This thesis focuses on the symbiotic effect between CdSe/ZnS core-shell QDs or CdSe core QDs and their organic ligands, and the advantages of this effect to improve the functionality of the QD or/and of the ligand, or create a new functionality of the device. Thus,
1. the nanoparticle surface capping with organic ligands can allow the QD i) to remain stable in organic solvents or water, by providing steric or ionic repulsion between the nanoparticles, ii) to preserve/enhance their emissive properties (passivation of the surface defects, isolation from quenchers), and/or iii) to add functionality to the nanoparticle.

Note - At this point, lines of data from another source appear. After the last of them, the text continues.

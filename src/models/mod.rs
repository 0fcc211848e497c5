pub mod element;
pub mod note;

pub use element::{ElementRole, FocusedElement, WindowFrame};
pub use note::Note;
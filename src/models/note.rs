use serde::{Deserialize, Serialize};
use uuid::Uuid;

/// An annotation returned by the lookup service for a word.
#[derive(Debug, Clone, PartialEq, Eq, Serialize, Deserialize)]
pub struct Note {
    /// The service may omit ids; a fresh one is assigned so selections can
    /// still refer to the note.
    #[serde(default = "new_note_id")]
    pub id: String,
    #[serde(default)]
    pub title: String,
    #[serde(default)]
    pub content: String,
}

fn new_note_id() -> String {
    Uuid::new_v4().to_string()
}

impl Note {
    pub fn new(title: impl Into<String>, content: impl Into<String>) -> Self {
        Self {
            id: new_note_id(),
            title: title.into(),
            content: content.into(),
        }
    }

    pub fn has_content(&self) -> bool {
        !self.content.trim().is_empty()
    }
}

#[cfg(test)]
mod tests {
    use super::*;

    #[test]
    fn missing_id_gets_generated() {
        let note: Note = serde_json::from_str(r#"{"title":"Flask","content":"micro framework"}"#)
            .unwrap();
        assert!(!note.id.is_empty());
        assert_eq!(note.title, "Flask");
    }

    #[test]
    fn title_only_note_has_no_content() {
        let note: Note = serde_json::from_str(r#"{"id":"n1","title":"Flask"}"#).unwrap();
        assert_eq!(note.id, "n1");
        assert!(!note.has_content());
    }
}
use std::collections::HashMap;
use std::time::Duration;

use async_trait::async_trait;
use reqwest::StatusCode;
use serde::{Deserialize, Serialize};

use crate::models::Note;

use super::{GatewayError, LookupGateway};

#[derive(Serialize)]
struct CheckWordsRequest<'a> {
    words: &'a [String],
}

#[derive(Serialize)]
struct WordRequest<'a> {
    word: &'a str,
}

#[derive(Deserialize)]
struct InitializeResponse {
    message: String,
}

/// `/get_note` answers with a bare title and content.
#[derive(Deserialize)]
struct NoteResponse {
    #[serde(default)]
    title: String,
    #[serde(default)]
    content: String,
}

/// JSON-over-HTTP client for the lookup service.
#[derive(Clone)]
pub struct HttpGateway {
    client: reqwest::Client,
    base_url: String,
    timeout: Duration,
}

impl HttpGateway {
    pub fn new(base_url: impl Into<String>, timeout: Duration) -> Result<Self, GatewayError> {
        let client = reqwest::Client::builder()
            .timeout(timeout)
            .build()
            .map_err(GatewayError::Http)?;

        Ok(Self {
            client,
            base_url: base_url.into().trim_end_matches('/').to_string(),
            timeout,
        })
    }

    pub fn base_url(&self) -> &str {
        &self.base_url
    }

    async fn post<B: Serialize + ?Sized>(
        &self,
        path: &str,
        body: &B,
    ) -> Result<reqwest::Response, GatewayError> {
        let url = format!("{}{}", self.base_url, path);
        self.client
            .post(&url)
            .json(body)
            .send()
            .await
            .map_err(|err| self.classify(err))
    }

    fn classify(&self, err: reqwest::Error) -> GatewayError {
        if err.is_timeout() {
            GatewayError::Timeout(self.timeout)
        } else if err.is_decode() {
            GatewayError::Decode(err.to_string())
        } else {
            GatewayError::Http(err)
        }
    }

    async fn decode<T: for<'de> Deserialize<'de>>(
        &self,
        response: reqwest::Response,
    ) -> Result<T, GatewayError> {
        let status = response.status();
        if !status.is_success() {
            return Err(GatewayError::Status(status.as_u16()));
        }

        let body = response.bytes().await.map_err(|err| self.classify(err))?;
        serde_json::from_slice(&body).map_err(|err| GatewayError::Decode(err.to_string()))
    }
}

#[async_trait]
impl LookupGateway for HttpGateway {
    async fn initialize(&self) -> Result<String, GatewayError> {
        let response = self.post("/initialize", &serde_json::json!({})).await?;
        let body: InitializeResponse = self.decode(response).await?;
        Ok(body.message)
    }

    async fn check_words(
        &self,
        words: &[String],
    ) -> Result<HashMap<String, Vec<Note>>, GatewayError> {
        let response = self.post("/check_word", &CheckWordsRequest { words }).await?;
        self.decode(response).await
    }

    async fn get_note(&self, word: &str) -> Result<Option<Note>, GatewayError> {
        let response = self.post("/get_note", &WordRequest { word }).await?;
        if response.status() == StatusCode::NOT_FOUND {
            return Ok(None);
        }

        let status = response.status();
        if !status.is_success() {
            return Err(GatewayError::Status(status.as_u16()));
        }

        let body = response.bytes().await.map_err(|err| self.classify(err))?;
        if body.iter().all(u8::is_ascii_whitespace) {
            return Ok(None);
        }

        let note: NoteResponse =
            serde_json::from_slice(&body).map_err(|err| GatewayError::Decode(err.to_string()))?;
        if note.title.is_empty() && note.content.is_empty() {
            return Ok(None);
        }

        Ok(Some(Note::new(note.title, note.content)))
    }
}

2. the spherical shape of the nanoparticle makes the location of an elevated number of ligands on the QD surface possible. Therefore, it is possible to have a high local concentration of a functional group at the QD periphery, in an otherwise diluted solution.
3. the combined action of the QD and the ligand can permit the encapsulation/interdigitation of other molecules, bringing them closer to the QD surface. In addition, the functional ligand can reversibly modify the nanoparticles emissive properties and this can be used, for example, for sensing applications.
There is great interest on the passivation of CdSe core and CdSe/ZnS core-shell QDs with organic ligands possessing a mercapto group at one end, because of the high affinity of this anchoring group to the QD surface, mainly when it is as thiolate. Nevertheless, exchange of the ligands of the QDs (usually prepared with amino ligands) by thiol (core) or thiolates (core-shell) causes a remarkable reduction of the luminescent properties of both type of QDs. In the case of the core QDs, the thiol traps the hole of the excited QD, and therefore prevents the electron-hole recombination. The low emission of the core-shell QD has been attributed to the alteration of the QD shell during the ligand exchange.
We have developed a new strategy to obtain highly fluorescent organic- soluble and water-soluble CdSe/ZnS QDs passivated with thiolates, based on the
ligand plays a key role, by dissociating the thiol in the vicinity to the QD surface. The replacement of the long chain amines by thiols was performed under mild conditions, and it allows preserve or even improve the QD luminescent properties. This methodology was tested in home-made and commercially available nanoparticles. Moreover, the QDs were more photostable than those capped with amine.
These results are of interest for constructing new devices of application in sensing or molecular recognition, based on energy or electron transfer processes. Thus, that strategy was used in the preparation of highly fluorescent water-soluble CdSe/ZnS QDs capped with a bifunctional ligand, with a mercapto group (the anchoring group) at one end and a benzophenone moiety at the other. The QD was used to develop a supramolecular system, based on ketoprofen-functionalized CdSe/ZnS QDs and pyrene-modified cyclodextrin (CD). The ketoprofen units play a key role, ensuring the molecular recognition between the nanoparticle and the cyclodextrin and, at the same time, places the pyrene unit near to the nanoparticle surface, resulting in QD fluorescence quenching. This symbiotic effect was successfully used for molecular sensing of different analytes. The sensing of this easy-to-prepare and effective hybrid system is based in the recovery of the QD fluorescence intensity in response to different analytes. In addition of this, the methodology proposed allows the individual recovery of all the components used in the mentioned system, which is highly desirable both from the commercial and environmental points of view.
As stated before, the QD can be used as nano-carrier of a functional group, leading to increase of the local concentration of the functional group in an otherwise diluted solution. In this thesis, CdSe QDs were used as carriers of pyrene moieties, and, as a consequence, making the formation of the pyrene excimer possible by using a very low concentration of the pyrene ligand. The CdSe QD luminescence was drastically reduced by using a pyrene ligand with mercapto group as the anchoring group. The system was used to study the influence of the QD on the photostability of the pyrene in chlorinated solvents and the results were
compared to those of the free pyrene. These studies evidenced that the combination of chloroform and light produces a high photodegradation of all the pyrene systems, while they were highly stable in dichloromethane.
Finally, we studied highly fluorescent QDs-organogels prepared from a pseudopeptidic macrocycle and both types of QDs, i.e. CdSe and CdSe/ZnS capped with different ligands. These hybrid organogels were easily prepared, by heating the organogelator in toluene, followed by the addition of the QDs and the cooling of the system to room temperature. The presence of the QD in the organogel system decreases the critical concentration of the gelator needed to form stable and thermoreversible organogels, without affecting significantly the internal fibrillar network of the organogel. In addition, the effect of the organogel on the luminescent properties of the QDs depends on the presence of the ZnS shell. The photophysical properties of CdSe/ZnS core-shell QDs are preserved in the organogel media, while in the case of CdSe core QDs, an enormous increase of the fluorescence intensity was observed. We demonstrate that the macrocycle interacts with the CdSe QD ligand even before gelation, by using common methodologies, such as IR and NMR spectroscopies. This is the first time that the interaction between an organogel and a QD has been reported.